Now that I don’t work, I come across people who are still working and hear some horror stories of what is happening in their place of work.
A few have mentioned to me that they’re simply “going through the motions”.
There has also been a couple who (once they found out what I used to do), blast their mandatory compliance learning they have to do as part of their annual performance review citing the content to be a waste of their valuable time, boring and the LMS (learning management system – the platform the content is hosted on) as unintuitive, clunky and annoying.
When I hear such comments from people, I’m actually EMBARRASSED that I used to do this line of work. That I was in a field that essentially ADDED ABSOLUTELY NO VALUE to an organisation so I keep quiet now when meeting new people never mentioning my corporate learning and development roles. I keep quiet that I had to design and develop these “boring as bat shit online courses”. 💩
I do however mention my work in the Navy which I loved, my role with the Virtual Learning Team at NAB, my client work when I had my own business Activate Learning Solutions because I loved working with clients who sought me out to create and collaborate on novel learning ideas and of course my work at a small company called Adopt and Embrace, a B-Corporation where I felt our small team were genuinely supporting and helping companies and their employees with virtual meetings and virtual communities.
In these three roles, I felt the one thing that linked them all was that the people all “walked the talk” or had “skin in the game.”
As such these then presented great opportunities to work together, collaborate and build novel solutions that worked.
These teams all took risks to offer clients solutions – and clients were open to it.

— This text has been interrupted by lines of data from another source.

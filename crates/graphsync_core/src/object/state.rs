//! Object lifecycle state and change records.

use super::PropertyValue;
use std::fmt;

/// Lifecycle state of a managed object.
#[derive(Debug, Clone, Copy, PartialEq, Eq)]
pub enum ObjectState {
    /// Not yet persisted. Every persistent property is pending.
    New,
    /// In sync with the last known remote state.
    Clean,
    /// Written since it was last clean.
    Modified,
    /// Marked for removal. Further writes are refused.
    Deleted,
}

impl ObjectState {
    /// Returns true if the object contributes to the next patch.
    #[must_use]
    pub const fn is_dirty(self) -> bool {
        !matches!(self, Self::Clean)
    }

    /// Returns true if writes are permitted.
    #[must_use]
    pub const fn is_writable(self) -> bool {
        !matches!(self, Self::Deleted)
    }
}

impl fmt::Display for ObjectState {
    fn fmt(&self, f: &mut fmt::Formatter<'_>) -> fmt::Result {
        match self {
            Self::New => f.write_str("new"),
            Self::Clean => f.write_str("clean"),
            Self::Modified => f.write_str("modified"),
            Self::Deleted => f.write_str("deleted"),
        }
    }
}

/// An uncommitted change to one property.
#[derive(Debug, Clone, PartialEq, Eq)]
pub struct Delta {
    /// The value written.
    pub new: PropertyValue,
    /// The value the remote side last saw.
    pub old: PropertyValue,
}

impl Delta {
    /// Creates a delta.
    pub fn new(new: PropertyValue, old: PropertyValue) -> Self {
        Self { new, old }
    }
}
//! # graphsync codec
//!
//! Wire model and codec seam for graphsync.
//!
//! This crate provides:
//! - [`Term`]: the value position of a statement (literals and node references)
//! - [`Statement`] and [`Patch`]: the stable `post`/`put`/`delete` patch shape
//! - [`Graph`] and [`Prototype`]: decoded documents and query-by-example keys
//! - [`Codec`]: the collaborator trait, with JSON and CBOR implementations
//!
//! ## Wire shape
//!
//! ```
//! use graphsync_codec::{Codec, JsonCodec, Patch, Statement};
//!
//! let patch = Patch::posting(vec![Statement::new("p1", "name", "Ada")]);
//! let bytes = JsonCodec.encode_patch(&patch).unwrap();
//! assert_eq!(bytes, br#"{"post":[["p1","name","Ada"]]}"#);
//! ```

#![deny(unsafe_code)]
#![warn(missing_docs)]

mod codec;
mod error;
mod graph;
mod patch;
mod term;

pub use codec::{media_type, CborCodec, Codec, JsonCodec, CBOR_CONTENT_TYPE, JSON_CONTENT_TYPE};
pub use error::{CodecError, CodecResult};
pub use graph::{DeltaMap, Graph, Prototype};
pub use patch::{Patch, Statement};
pub use term::{NodeRef, Term};
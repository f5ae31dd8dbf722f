//! Error types for the transport layer.

use thiserror::Error;

/// Result type for transport operations.
pub type TransportResult<T> = Result<T, TransportError>;

/// Errors that can occur while exchanging a request with the remote service.
///
/// A response with a non-success status is not an error at this layer;
/// callers inspect [`Response::status`](crate::Response::status).
#[derive(Error, Debug, Clone, PartialEq, Eq)]
pub enum TransportError {
    /// Network or client error.
    #[error("transport error: {message}")]
    Transport {
        /// Error message.
        message: String,
        /// Whether the operation could succeed if repeated.
        retryable: bool,
    },

    /// Malformed request or response framing.
    #[error("protocol error: {0}")]
    Protocol(String),

    /// The server refused the supplied credentials.
    #[error("authentication failed: {0}")]
    AuthenticationFailed(String),

    /// Timeout.
    #[error("operation timed out")]
    Timeout,

    /// Not connected.
    #[error("not connected to server")]
    NotConnected,
}

impl TransportError {
    /// Creates a retryable transport error.
    pub fn transport_retryable(message: impl Into<String>) -> Self {
        Self::Transport {
            message: message.into(),
            retryable: true,
        }
    }

    /// Creates a non-retryable transport error.
    pub fn transport_fatal(message: impl Into<String>) -> Self {
        Self::Transport {
            message: message.into(),
            retryable: false,
        }
    }

    /// Returns true if repeating the request might succeed.
    ///
    /// This is advisory; nothing in graphsync retries on its own.
    pub fn is_retryable(&self) -> bool {
        match self {
            TransportError::Transport { retryable, .. } => *retryable,
            TransportError::Timeout | TransportError::NotConnected => true,
            TransportError::Protocol(_) | TransportError::AuthenticationFailed(_) => false,
        }
    }
}
//! Transport layer abstraction for remote graph operations.

use crate::error::{TransportError, TransportResult};
use crate::message::{Method, RequestOptions, Response};
use parking_lot::Mutex;
use std::collections::{HashMap, VecDeque};
use std::sync::atomic::{AtomicBool, Ordering};

/// A transport carries requests to the remote graph service.
///
/// This trait abstracts the network layer, allowing for different
/// implementations (HTTP, in-process loopback, mock for testing, etc.).
/// Every call is a suspension point for the engine: nothing else blocks.
pub trait Transport: Send + Sync {
    /// Fetches the document at `location`.
    fn get(&self, location: &str, options: &RequestOptions) -> TransportResult<Response>;

    /// Fetches only the headers for `location`.
    fn head(&self, location: &str, options: &RequestOptions) -> TransportResult<Response>;

    /// Replaces the document at `location`.
    fn put(&self, location: &str, body: Vec<u8>, options: &RequestOptions)
        -> TransportResult<Response>;

    /// Submits a document to `location`.
    fn post(&self, location: &str, body: Vec<u8>, options: &RequestOptions)
        -> TransportResult<Response>;

    /// Applies a patch document to `location`.
    fn patch(&self, location: &str, body: Vec<u8>, options: &RequestOptions)
        -> TransportResult<Response>;

    /// Queries `location` with a prototype document.
    fn describe(
        &self,
        location: &str,
        body: Vec<u8>,
        options: &RequestOptions,
    ) -> TransportResult<Response>;

    /// Checks if the transport is connected.
    fn is_connected(&self) -> bool {
        true
    }
}

/// A call captured by [`MockTransport`].
#[derive(Debug, Clone, PartialEq, Eq)]
pub struct RecordedCall {
    /// The operation.
    pub method: Method,
    /// Target location.
    pub location: String,
    /// Request body (empty for `get`/`head`).
    pub body: Vec<u8>,
    /// Options as supplied.
    pub options: RequestOptions,
}

/// A recording transport for testing.
///
/// Responses are served from a one-shot queue per method first, then
/// from a sticky default per method. A method with neither yields a
/// protocol error.
#[derive(Debug)]
pub struct MockTransport {
    connected: AtomicBool,
    queued: Mutex<HashMap<Method, VecDeque<TransportResult<Response>>>>,
    defaults: Mutex<HashMap<Method, Response>>,
    calls: Mutex<Vec<RecordedCall>>,
}

impl Default for MockTransport {
    fn default() -> Self {
        Self::new()
    }
}

impl MockTransport {
    /// Creates a new mock transport with no responses configured.
    pub fn new() -> Self {
        Self {
            connected: AtomicBool::new(true),
            queued: Mutex::new(HashMap::new()),
            defaults: Mutex::new(HashMap::new()),
            calls: Mutex::new(Vec::new()),
        }
    }

    /// Creates a mock that answers every write with `204 No Content`.
    pub fn accepting() -> Self {
        let mock = Self::new();
        for method in [Method::Put, Method::Post, Method::Patch, Method::Head] {
            mock.set_response(method, Response::new(204));
        }
        mock
    }

    /// Sets the sticky response for a method.
    pub fn set_response(&self, method: Method, response: Response) {
        self.defaults.lock().insert(method, response);
    }

    /// Queues a one-shot response for a method.
    pub fn push_response(&self, method: Method, response: Response) {
        self.queued
            .lock()
            .entry(method)
            .or_default()
            .push_back(Ok(response));
    }

    /// Queues a one-shot failure for a method.
    pub fn push_error(&self, method: Method, error: TransportError) {
        self.queued
            .lock()
            .entry(method)
            .or_default()
            .push_back(Err(error));
    }

    /// Sets the connected state.
    pub fn set_connected(&self, connected: bool) {
        self.connected.store(connected, Ordering::SeqCst);
    }

    /// Returns every call made so far.
    pub fn calls(&self) -> Vec<RecordedCall> {
        self.calls.lock().clone()
    }

    /// Returns the calls made with one method.
    pub fn calls_for(&self, method: Method) -> Vec<RecordedCall> {
        self.calls
            .lock()
            .iter()
            .filter(|call| call.method == method)
            .cloned()
            .collect()
    }

    /// Forgets recorded calls.
    pub fn clear_calls(&self) {
        self.calls.lock().clear();
    }

    fn respond(
        &self,
        method: Method,
        location: &str,
        body: Vec<u8>,
        options: &RequestOptions,
    ) -> TransportResult<Response> {
        if !self.is_connected() {
            return Err(TransportError::NotConnected);
        }

        self.calls.lock().push(RecordedCall {
            method,
            location: location.to_string(),
            body,
            options: options.clone(),
        });

        if let Some(next) = self
            .queued
            .lock()
            .get_mut(&method)
            .and_then(VecDeque::pop_front)
        {
            return next;
        }

        self.defaults
            .lock()
            .get(&method)
            .cloned()
            .ok_or_else(|| TransportError::Protocol(format!("no mock {method} response set")))
    }
}

impl Transport for MockTransport {
    fn get(&self, location: &str, options: &RequestOptions) -> TransportResult<Response> {
        self.respond(Method::Get, location, Vec::new(), options)
    }

    fn head(&self, location: &str, options: &RequestOptions) -> TransportResult<Response> {
        self.respond(Method::Head, location, Vec::new(), options)
    }

    fn put(
        &self,
        location: &str,
        body: Vec<u8>,
        options: &RequestOptions,
    ) -> TransportResult<Response> {
        self.respond(Method::Put, location, body, options)
    }

    fn post(
        &self,
        location: &str,
        body: Vec<u8>,
        options: &RequestOptions,
    ) -> TransportResult<Response> {
        self.respond(Method::Post, location, body, options)
    }

    fn patch(
        &self,
        location: &str,
        body: Vec<u8>,
        options: &RequestOptions,
    ) -> TransportResult<Response> {
        self.respond(Method::Patch, location, body, options)
    }

    fn describe(
        &self,
        location: &str,
        body: Vec<u8>,
        options: &RequestOptions,
    ) -> TransportResult<Response> {
        self.respond(Method::Describe, location, body, options)
    }

    fn is_connected(&self) -> bool {
        self.connected.load(Ordering::SeqCst)
    }
}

Outside of these roles, I actually feel embarrassed about my other corporate learning and development roles because for all of them, there wasn’t any risk taking on part of the L&D management, instead we created solutions that only frustrated our internal business clients and frankly, we didn’t listen to their feedback.
We kept creating the same L&D solutions as nauseum because it was the template. It was cheaper. It was easier.
When people in an organisation are frustrated with L&D teams, when they cheat on their mandatory online compliance training because it’s so boring and wastes their valuable time and then L&D management and teams do nothing to change this, then, I agree with some who say, “get rid of L&D as they add absolutely no value to an organisation.”
So for now, in my social circles, I keep quiet about having worked in the corporate roles. I keep quiet about having anything to do with L&D.
That part of my life is just a chapter that has closed.
I’m embarrassed to have been part of a team that organisations thought negatively about. Treated like a joke.
However, if I’m entirely honest with myself, I did enjoy the above roles mentioned so much and felt in my “element” working with particular teams and people and as if I was meant to do this in my life. In my quiet reflective times, I also felt that I did provide some value to others despite the frustrations.
As I think of any other job I could do now, (if I wanted to re-specialise in a different field or industry), there is none that attracts me as much as roles that involve a learning component to them.
It’s “my thing”. It’s “me”. Continual and lifelong learning is…”me”.
It’s such a pity that I didn’t see it earlier and had to let everything go in frustration. It was a lesson to me when I walked away from it all in disgust. Maybe I should have hung on a bit, and like others, just “play the game”. 🤔
I was Samuel Hamilton in a world of Will Hamiltons. (For those who read East of Eden, you’d understand this reference).
It takes great courage to back truth unacceptable to our times.”
I know a little bit about a great many things and not enough about any one to make a living in these times.